Abstract: Measurements of tropospheric CO2 abundance with global-coverage, a few hundred km spatial and monthly temporal resolution are needed to quantify processes that regulate CO2 storage by the land and oceans.  The Orbiting Carbon Observatory (OCO) is the first space mission focused on atmospheric CO2 for measuring total column CO2 and O2 by detecting the spectral absorption in reflected sunlight.  The OCO mission is an essential step, and will yield important new information about atmospheric CO2 distributions. However there are unavoidable limitations imposed by its measurement approach. These include best accuracy only during daytime at moderate to high sun angles, interference by cloud and aerosol scattering, and limited signal from CO2 variability in the lower tropospheric CO2 column. 

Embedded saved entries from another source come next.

//! Task registry
//!
//! One registry per orchestrator instance. Admission checks scan the live
//! map and insert under the same lock, so counts are always derived from
//! registry truth and two racing admissions cannot both pass a full limit.

use std::collections::HashMap;
use std::sync::{Mutex, MutexGuard};

use crate::task::TaskRecord;

/// Read-only view over the registry handed to admission checks
pub struct Scan<'a, T> {
    tasks: &'a HashMap<String, T>,
}

impl<T: TaskRecord> Scan<'_, T> {
    /// Number of running tasks matching `pred`
    pub fn running(&self, pred: impl Fn(&T) -> bool) -> usize {
        self.tasks
            .values()
            .filter(|t| t.is_running() && pred(t))
            .count()
    }

    pub fn contains(&self, id: &str) -> bool {
        self.tasks.contains_key(id)
    }
}

/// Concurrent map from task id to task record
pub struct TaskRegistry<T> {
    tasks: Mutex<HashMap<String, T>>,
}

impl<T: TaskRecord> TaskRegistry<T> {
    pub fn new() -> Self {
        Self {
            tasks: Mutex::new(HashMap::new()),
        }
    }

    fn lock(&self) -> MutexGuard<'_, HashMap<String, T>> {
        self.tasks.lock().unwrap_or_else(|poisoned| poisoned.into_inner())
    }

    /// Run `admit` against the current contents and insert its record, all
    /// under one lock. Nothing is inserted when `admit` fails.
    pub fn try_insert_with<E>(
        &self,
        admit: impl FnOnce(&Scan<'_, T>) -> std::result::Result<T, E>,
    ) -> std::result::Result<T, E> {
        let mut tasks = self.lock();
        let record = admit(&Scan { tasks: &tasks })?;
        tasks.insert(record.id().to_string(), record.clone());
        Ok(record)
    }

    pub fn get(&self, id: &str) -> Option<T> {
        self.lock().get(id).cloned()
    }

    /// Terminal transition for a running task. Returns the updated record, or
    /// `None` when the task is gone or already terminal.
    pub fn complete(&self, id: &str, status: swarm_core::TaskStatus, result: Option<String>) -> Option<T> {
        let mut tasks = self.lock();
        let task = tasks.get_mut(id)?;
        if task.finish(status, result) {
            Some(task.clone())
        } else {
            None
        }
    }

    /// Cancel a running task: fire its token, mark it cancelled and remove it.
    /// Returns `None` for unknown or already-terminal tasks.
    pub fn cancel(&self, id: &str) -> Option<T> {
        let mut tasks = self.lock();
        if !tasks.get(id).is_some_and(|t| t.is_running()) {
            return None;
        }
        let mut task = tasks.remove(id)?;
        drop(tasks);

        task.cancel_token().cancel();
        task.finish(swarm_core::TaskStatus::Cancelled, None);
        Some(task)
    }

    pub fn remove(&self, id: &str) -> Option<T> {
        self.lock().remove(id)
    }

    /// Number of running tasks matching `pred`
    pub fn count_running(&self, pred: impl Fn(&T) -> bool) -> usize {
        Scan { tasks: &self.lock() }.running(pred)
    }

    /// Snapshot of records matching `pred`
    pub fn filter(&self, pred: impl Fn(&T) -> bool) -> Vec<T> {
        self.lock().values().filter(|t| pred(t)).cloned().collect()
    }

    /// Records still running, for shutdown
    pub fn running(&self) -> Vec<T> {
        self.filter(|t| t.is_running())
    }

    pub fn len(&self) -> usize {
        self.lock().len()
    }

    pub fn is_empty(&self) -> bool {
        self.lock().is_empty()
    }
}

/// Cancels a registered task when dropped while still armed.
///
/// Held across a run the caller awaits inline, so dropping that future
/// before the terminal transition does not leave a running record behind.
pub struct AbandonGuard<'a, T: TaskRecord> {
    registry: &'a TaskRegistry<T>,
    id: String,
    on_cancel: Option<Box<dyn FnOnce(&T) + Send + 'a>>,
}

impl<'a, T: TaskRecord> AbandonGuard<'a, T> {
    /// `on_cancel` runs with the cancelled record if the guard fires
    pub fn new(
        registry: &'a TaskRegistry<T>,
        id: impl Into<String>,
        on_cancel: impl FnOnce(&T) + Send + 'a,
    ) -> Self {
        Self {
            registry,
            id: id.into(),
            on_cancel: Some(Box::new(on_cancel)),
        }
    }

    pub fn disarm(mut self) {
        self.on_cancel = None;
    }
}

impl<T: TaskRecord> Drop for AbandonGuard<'_, T> {
    fn drop(&mut self) {
        let Some(on_cancel) = self.on_cancel.take() else {
            return;
        };
        if let Some(task) = self.registry.cancel(&self.id) {
            on_cancel(&task);
        }
    }
}

impl<T: TaskRecord> Default for TaskRegistry<T> {
    fn default() -> Self {
        Self::new()
    }
}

With the support of the ESTO IIP program, we have been developing a new laser-based technique for the remote measurement of the tropospheric CO2 concentrations from orbit. Our initial goal is to demonstrate a lidar technique and instrument technology that will permit measurements of the CO2 column abundance in the lower troposphere from aircraft. Our final goal is to develop a space instrument and mission approach for active measurements of the CO2 mixing ratio at the 1-2 ppmv level. Our technique is much less sensitive to cloud and atmospheric scattering conditions and would allow continuous measurements of CO2 mixing ratio in the lower troposphere from orbit over land and ocean surfaces during day and night.

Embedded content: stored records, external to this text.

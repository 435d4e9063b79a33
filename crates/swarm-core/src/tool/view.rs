//! Per-task filtered view over a shared [`ToolManager`]

use std::collections::BTreeSet;
use std::sync::Arc;

use serde_json::Value as JsonValue;
use tracing::debug;

use crate::context::RunContext;
use crate::llm::ToolDefinition;
use crate::tool::{ToolManager, ToolResult};

/// Immutable tool view: the shared registry plus the names this task may use.
///
/// Filtering happens at lookup time, so concurrent tasks with different
/// restrictions never touch each other's state.
#[derive(Clone)]
pub struct ToolView {
    manager: Arc<ToolManager>,
    allowed: Arc<BTreeSet<String>>,
}

impl ToolView {
    pub fn new(manager: Arc<ToolManager>, allowed: BTreeSet<String>) -> Self {
        Self {
            manager,
            allowed: Arc::new(allowed),
        }
    }

    /// A view with every registered tool visible
    pub fn unrestricted(manager: Arc<ToolManager>) -> Self {
        let allowed = manager.tool_names();
        Self::new(manager, allowed)
    }

    pub fn allowed(&self) -> &BTreeSet<String> {
        &self.allowed
    }

    pub fn is_allowed(&self, name: &str) -> bool {
        self.allowed.contains(self.manager.resolve(name))
    }

    /// Definitions for the visible tools, sorted by name
    pub fn definitions(&self) -> Vec<ToolDefinition> {
        self.manager
            .definitions()
            .into_iter()
            .filter(|d| self.allowed.contains(&d.name))
            .collect()
    }

    /// Execute a visible tool.
    ///
    /// Calls to hidden or unknown tools, and tool errors, come back as error
    /// results so the model can see them and recover.
    pub async fn execute(&self, ctx: &RunContext, name: &str, input: JsonValue) -> ToolResult {
        if !self.is_allowed(name) {
            debug!(tool = name, "Rejected call to tool outside the task's view");
            return ToolResult::error(format!("Tool '{}' is not available", name));
        }
        match self.manager.execute(ctx, name, input).await {
            Ok(result) => result,
            Err(e) => ToolResult::error(e.to_string()),
        }
    }
}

Our approach is to use the 1570nm CO2 band and a 3-channel laser absorption spectrometer (ie lidar used an altimeter mode), which continuously measures at nadir from a near polar circular orbit.  The approach directs the narrow co-aligned laser beams from the instrument's lasers toward nadir, and measures the energy of the laser echoes reflected from land and water surfaces. It uses several tunable fiber laser transmitters which allowing measurement of the extinction from a single selected CO2 absorption line in the 1570 nm band. This band is free from interference from other gases and has temperature insensitive absorption lines.   During the measurement the lasers are tuned on- and off- a selected CO2 line near 1572 nm and a selected O2 line in the Oxygen A band at kHz rates. The lasers use tunable diode seed lasers followed by fiber amplifiers, and have spectral widths much narrower than the gas absorption lines.  The receiver uses a 1-m diameter telescope and photon counting detectors and measures the background light and energies of the laser echoes from the surface. The extinction and column densities for the CO2 and O2 gases are estimated from the ratio of the on and off line surface echo via the differential optical absorption technique.

Our technique rapidly alternates between several on-line wavelengths set to the sides of the selected gas absorption lines. It exploits the atmospheric pressure broadening of the lines to weight the measurement sensitivity to the atmospheric column below 5 km. This maximizes sensitivity to CO2 in the boundary layer, where variations caused by surface sources and sinks are largest. Simultaneous measurements of O2 column will use an identical approach with an O2 line. The laser frequencies are tunable and have narrow (MHz) line widths. In combination with sensitive photon counting detectors these enable much higher spectral resolution and precision than is possible with passive spectrometers.  Laser backscatter profiles are also measured, which permits identifying measurements made to cloud tops and through aerosol layers.   The measurement approach using lasers in common-nadir-zenith path allows retrieving CO2 column mixing ratios in the lower troposphere irrespective of sun angle.  Pulsed laser signals, time gated receiver and a narrow receiver field-of-view are used to isolate the surface laser echo signals and to exclude photons scattered from clouds and aerosols.  Nonetheless, the optical absorption change due to a change of a few ppm CO2 is small, <1%, which makes achieving the needed measurement sensitivities and stabilities quite challenging.  Measurement SNRs and stabilities of  >600:1 are needed to estimate CO2 mixing ratio at the 1-2 ppm level. 

We have calculated characteristics of the technique, and have demonstrated key aspects of the laser, detector and receiver approaches in the laboratory. We have also measured CO2 and O2 in an absorption cells, and made a series CO2 measurements over a 400 m long (one way) horizontal path using a sensor breadboard. We will describe these and more details of our approach in the presentation.